Dans un message marquant la Journée de l’industrialisation de l’Afrique, célébrée le 20 novembre, le chef de l’ONU a relevé que cette journée constitue l’occasion de célébrer la détermination des pays africains à transformer leurs économies et à bâtir un avenir durable pour tous.
« À travers l’Afrique, les industries vertes se développent, en grande partie grâce à l’ingéniosité et à l’esprit d’initiative des femmes et des jeunes », s’est-il félicité. Il a également souligné qu’une nouvelle ère des possibles s’ouvre avec la Zone de libre-échange continentale africaine.
Pour lui, cette initiative de coopération économique est à même de créer un marché unifié et de jeter les bases de chaînes d’approvisionnement durables et d’une prospérité partagée dans toute la région.

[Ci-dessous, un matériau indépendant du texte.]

fn validate_node(
    plan: &PlanNode,
    idents: &mut FxHashSet<ArcStr>,
    parent: Option<&Scope>,
) -> Result<()> {
    if !idents.insert(plan.id.clone()) {
        bail!("node identifier {} is not plan unique", plan.id)
    }
    let mut names: FxHashMap<ArcStr, (ValueType, bool)> = FxHashMap::default();
    for d in &plan.variables {
        if names.contains_key(&d.name) {
            bail!("variable {} declared twice in node {}", d.name, plan.id)
        }
        initial_value(d).with_context(|| format!("in node {}", plan.id))?;
        names.insert(d.name.clone(), (d.typ, !d.konst));
    }
    for i in &plan.interface {
        let Some(p) = parent else {
            bail!("interface variable {} in root node {}", i.name, plan.id)
        };
        let Some((t, writable)) = p.find(&i.name) else {
            bail!("interface variable {} of node {} is unresolved", i.name, plan.id)
        };
        let writable = writable && i.mode == InterfaceMode::InOut;
        names.insert(i.name.clone(), (t, writable));
    }
    let scope = Scope { names, parent };
    let conds = [
        ("SkipCondition", &plan.conditions.skip),
        ("StartCondition", &plan.conditions.start),
        ("PreCondition", &plan.conditions.pre),
        ("EndCondition", &plan.conditions.end),
        ("PostCondition", &plan.conditions.post),
        ("InvariantCondition", &plan.conditions.invariant),
        ("ExitCondition", &plan.conditions.exit),
        ("RepeatCondition", &plan.conditions.repeat),
    ];
    for (what, c) in conds {
        if let Some(e) = c {
            let t = expr_type(e, &scope)
                .with_context(|| format!("{what} of node {}", plan.id))?;
            if !bool_typed(t) {
                bail!("{what} of node {} is {t}, not Boolean", plan.id)
            }
        }
    }
    match &plan.body {
        PlanBody::Empty | PlanBody::List { .. } | PlanBody::LibraryCall { .. } => (),
        PlanBody::Command { name, args, returns } => {
            let nt = expr_type(name, &scope)
                .with_context(|| format!("command name of node {}", plan.id))?;
            if !matches!(nt, ValueType::Str | ValueType::Unknown) {
                bail!("command name of node {} is {nt}, not a String", plan.id)
            }
            for a in args {
                expr_type(a, &scope)
                    .with_context(|| format!("command argument of node {}", plan.id))?;
            }
            if let Some(r) = returns {
                let Some((_, writable)) = scope.find(r) else {
                    bail!("return variable {r} of node {} is unresolved", plan.id)
                };
                if !writable {
                    bail!("return variable {r} of node {} is not assignable", plan.id)
                }
            }
        }
        PlanBody::Assignment { target, index, value } => {
            let Some((tt, writable)) = scope.find(target) else {
                bail!("assignment target {target} of node {} is unresolved", plan.id)
            };
            if !writable {
                bail!("assignment to read only variable {target} in node {}", plan.id)
            }
            let vt = expr_type(value, &scope)
                .with_context(|| format!("assignment value of node {}", plan.id))?;
            match index {
                None => {
                    if !tt.accepts(vt) {
                        bail!(
                            "cannot assign a {vt} to {target} ({tt}) in node {}",
                            plan.id
                        )
                    }
                }
                Some(ix) => {
                    let ValueType::Array(elem) = tt else {
                        bail!("element assignment to non array {target} in node {}",
                            plan.id)
                    };
                    let it = expr_type(ix, &scope)?;
                    if !matches!(it, ValueType::Int | ValueType::Unknown) {
                        bail!("array index of node {} is {it}, not Integer", plan.id)
                    }
                    if !ValueType::from(elem).accepts(vt) {
                        bail!(
                            "cannot assign a {vt} element to {target} in node {}",
                            plan.id
                        )
                    }
                }
            }
        }
        PlanBody::Update { pairs } => {
            for (k, e) in pairs {
                expr_type(e, &scope)
                    .with_context(|| format!("update pair {k} of node {}", plan.id))?;
            }
        }
    }
    for c in plan.body.children() {
        validate_node(c, idents, Some(&scope))?;
    }
    Ok(())
}
//! Destination state computation and the per state condition sets.
//!
//! Guards are evaluated in a fixed priority order (ancestor exit
//! first, start last) and the first match wins. Every guard tests
//! `is_true` or `is_false`, never their negations: an Unknown
//! condition matches neither polarity and leaves the node where it
//! is, which is how expression errors are contained.
use super::{Cond, FailureType, Node, NodeKind, NodeOutcome, NodeState};
use crate::expr::ExprGraph;
use enumflags2::BitFlags;

/// Where a node would go if it transitioned right now, plus the
/// outcome/failure pair the transition records. `outcome: None`
/// keeps whatever the node already has.
#[derive(Debug, Clone, Copy, PartialEq, Eq)]
pub struct Dest {
    pub to: NodeState,
    pub outcome: Option<(NodeOutcome, FailureType)>,
}

impl Dest {
    fn keep(to: NodeState) -> Self {
        Self { to, outcome: None }
    }

    fn with(to: NodeState, o: NodeOutcome, f: FailureType) -> Self {
        Self { to, outcome: Some((o, f)) }
    }
}

/// The conditions a node of `kind` holds active while in `state`.
/// Activation reference counts make sharing across nodes safe: a
/// child's ancestor condition keeps its parent's exit/invariant
/// expressions alive even after the parent stops watching them.
pub(crate) fn active_conds(kind: NodeKind, state: NodeState) -> BitFlags<Cond> {
    match state {
        NodeState::Inactive | NodeState::Finished => BitFlags::empty(),
        NodeState::Waiting => {
            Cond::AncExit
                | Cond::AncInvariant
                | Cond::AncEnd
                | Cond::Exit
                | Cond::Skip
                | Cond::Start
                | Cond::Pre
        }
        NodeState::Executing => {
            let base = Cond::AncExit
                | Cond::Exit
                | Cond::AncInvariant
                | Cond::Invariant
                | Cond::End
                | Cond::Post;
            match kind {
                NodeKind::Empty => base,
                _ => base | Cond::ActionComplete,
            }
        }
        NodeState::Finishing => {
            Cond::AncExit
                | Cond::Exit
                | Cond::AncInvariant
                | Cond::Invariant
                | Cond::ActionComplete
                | Cond::Post
        }
        NodeState::Failing => Cond::AbortComplete.into(),
        NodeState::IterationEnded => {
            Cond::AncExit | Cond::AncInvariant | Cond::AncEnd | Cond::Repeat
        }
    }
}

/// Success if the post condition holds, post condition failure
/// otherwise.
fn post_outcome(n: &Node, g: &ExprGraph) -> Option<(NodeOutcome, FailureType)> {
    if g.is_true(n.cond(Cond::Post)) {
        Some((NodeOutcome::Success, FailureType::None))
    } else {
        Some((NodeOutcome::Failure, FailureType::PostConditionFailed))
    }
}

/// Compute the destination for one node. `parent_state` is the
/// parent's current state; the executive passes Executing for root
/// nodes. Returns None when no guard matches.
pub(crate) fn destination(
    n: &Node,
    parent_state: NodeState,
    g: &ExprGraph,
) -> Option<Dest> {
    let t = |c: Cond| g.is_true(n.cond(c));
    let f = |c: Cond| g.is_false(n.cond(c));
    match n.state {
        NodeState::Inactive => match parent_state {
            NodeState::Finished => Some(Dest::with(
                NodeState::Finished,
                NodeOutcome::Skipped,
                FailureType::None,
            )),
            NodeState::Executing => {
                if t(Cond::AncExit) || f(Cond::AncInvariant) || t(Cond::AncEnd) {
                    Some(Dest::with(
                        NodeState::Finished,
                        NodeOutcome::Skipped,
                        FailureType::None,
                    ))
                } else {
                    Some(Dest::keep(NodeState::Waiting))
                }
            }
            _ => None,
        },
        NodeState::Waiting => {
            if t(Cond::AncExit)
                || t(Cond::Exit)
                || f(Cond::AncInvariant)
                || t(Cond::AncEnd)
                || t(Cond::Skip)
            {
                Some(Dest::with(
                    NodeState::Finished,
                    NodeOutcome::Skipped,
                    FailureType::None,
                ))
            } else if t(Cond::Start) {
                if t(Cond::Pre) {
                    Some(Dest::keep(NodeState::Executing))
                } else if f(Cond::Pre) {
                    Some(Dest::with(
                        NodeState::IterationEnded,
                        NodeOutcome::Failure,
                        FailureType::PreConditionFailed,
                    ))
                } else {
                    None
                }
            } else {
                None
            }
        }
        NodeState::Executing => match n.kind {
            NodeKind::Empty => {
                if t(Cond::AncExit) {
                    Some(Dest::with(
                        NodeState::Finished,
                        NodeOutcome::Interrupted,
                        FailureType::ParentExited,
                    ))
                } else if t(Cond::Exit) {
                    Some(Dest::with(
                        NodeState::IterationEnded,
                        NodeOutcome::Interrupted,
                        FailureType::Exited,
                    ))
                } else if f(Cond::AncInvariant) {
                    Some(Dest::with(
                        NodeState::Finished,
                        NodeOutcome::Failure,
                        FailureType::ParentFailed,
                    ))
                } else if f(Cond::Invariant) {
                    Some(Dest::with(
                        NodeState::IterationEnded,
                        NodeOutcome::Failure,
                        FailureType::InvariantConditionFailed,
                    ))
                } else if t(Cond::End) {
                    Some(Dest { to: NodeState::IterationEnded, outcome: post_outcome(n, g) })
                } else {
                    None
                }
            }
            _ => {
                if t(Cond::AncExit) {
                    Some(Dest::with(
                        NodeState::Failing,
                        NodeOutcome::Interrupted,
                        FailureType::ParentExited,
                    ))
                } else if t(Cond::Exit) {
                    Some(Dest::with(
                        NodeState::Failing,
                        NodeOutcome::Interrupted,
                        FailureType::Exited,
                    ))
                } else if f(Cond::AncInvariant) {
                    Some(Dest::with(
                        NodeState::Failing,
                        NodeOutcome::Failure,
                        FailureType::ParentFailed,
                    ))
                } else if f(Cond::Invariant) {
                    Some(Dest::with(
                        NodeState::Failing,
                        NodeOutcome::Failure,
                        FailureType::InvariantConditionFailed,
                    ))
                } else {
                    match n.kind {
                        NodeKind::Command | NodeKind::List | NodeKind::LibraryCall => {
                            if t(Cond::End) {
                                Some(Dest::keep(NodeState::Finishing))
                            } else {
                                None
                            }
                        }
                        NodeKind::Assignment | NodeKind::Update => {
                            if t(Cond::ActionComplete) {
                                Some(Dest {
                                    to: NodeState::IterationEnded,
                                    outcome: post_outcome(n, g),
                                })
                            } else {
                                None
                            }
                        }
                        NodeKind::Empty => unreachable!(),
                    }
                }
            }
        },
        NodeState::Finishing => {
            if t(Cond::AncExit) {
                Some(Dest::with(
                    NodeState::Failing,
                    NodeOutcome::Interrupted,
                    FailureType::ParentExited,
                ))
            } else if t(Cond::Exit) {
                Some(Dest::with(
                    NodeState::Failing,
                    NodeOutcome::Interrupted,
                    FailureType::Exited,
                ))
            } else if f(Cond::AncInvariant) {
                Some(Dest::with(
                    NodeState::Failing,
                    NodeOutcome::Failure,
                    FailureType::ParentFailed,
                ))
            } else if f(Cond::Invariant) {
                Some(Dest::with(
                    NodeState::Failing,
                    NodeOutcome::Failure,
                    FailureType::InvariantConditionFailed,
                ))
            } else if t(Cond::ActionComplete) {
                Some(Dest { to: NodeState::IterationEnded, outcome: post_outcome(n, g) })
            } else {
                None
            }
        }
        NodeState::Failing => {
            if t(Cond::AbortComplete) {
                match n.failure {
                    FailureType::ParentFailed | FailureType::ParentExited => {
                        Some(Dest::keep(NodeState::Finished))
                    }
                    _ => Some(Dest::keep(NodeState::IterationEnded)),
                }
            } else {
                None
            }
        }
        NodeState::IterationEnded => {
            if t(Cond::AncExit)
                || f(Cond::AncInvariant)
                || t(Cond::AncEnd)
                || f(Cond::Repeat)
            {
                Some(Dest::keep(NodeState::Finished))
            } else if t(Cond::Repeat) {
                Some(Dest::keep(NodeState::Waiting))
            } else {
                None
            }
        }
        NodeState::Finished => {
            if parent_state == NodeState::Waiting {
                Some(Dest::keep(NodeState::Inactive))
            } else {
                None
            }
        }
    }
}

#[cfg(test)]
mod test {
    use super::*;

    #[test]
    fn condition_sets_per_state() {
        let w = active_conds(NodeKind::Empty, NodeState::Waiting);
        assert!(w.contains(Cond::Start) && w.contains(Cond::Pre));
        assert!(!w.contains(Cond::End));
        let e = active_conds(NodeKind::Empty, NodeState::Executing);
        assert!(e.contains(Cond::End) && !e.contains(Cond::ActionComplete));
        let c = active_conds(NodeKind::Command, NodeState::Executing);
        assert!(c.contains(Cond::ActionComplete));
        assert_eq!(
            active_conds(NodeKind::List, NodeState::Finished),
            BitFlags::empty()
        );
        assert_eq!(
            active_conds(NodeKind::Command, NodeState::Failing),
            BitFlags::from(Cond::AbortComplete)
        );
    }
}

Le haut responsable onusien a toutefois fait remarquer que des difficultés persistantes pèsent sur la croissance en Afrique, notamment les problématiques liées aux changements climatiques, au creusement de la dette et à l’insécurité alimentaire et énergétique.
Pour favoriser cette croissance, il est essentiel, selon M. Guterres, de procéder à la réforme de l’architecture financière mondiale, d’alléger véritablement le fardeau de la dette, de tripler la capacité de prêt des banques multilatérales de développement.
Il est question aussi d’accorder aux pays en développement un rôle plus central dans les institutions économiques mondiales, a-t-il estimé.
« Une industrialisation durable est essentielle pour libérer le plein potentiel de l’Afrique et atteindre les objectifs de développement durable », a conclu le SG de l’ONU.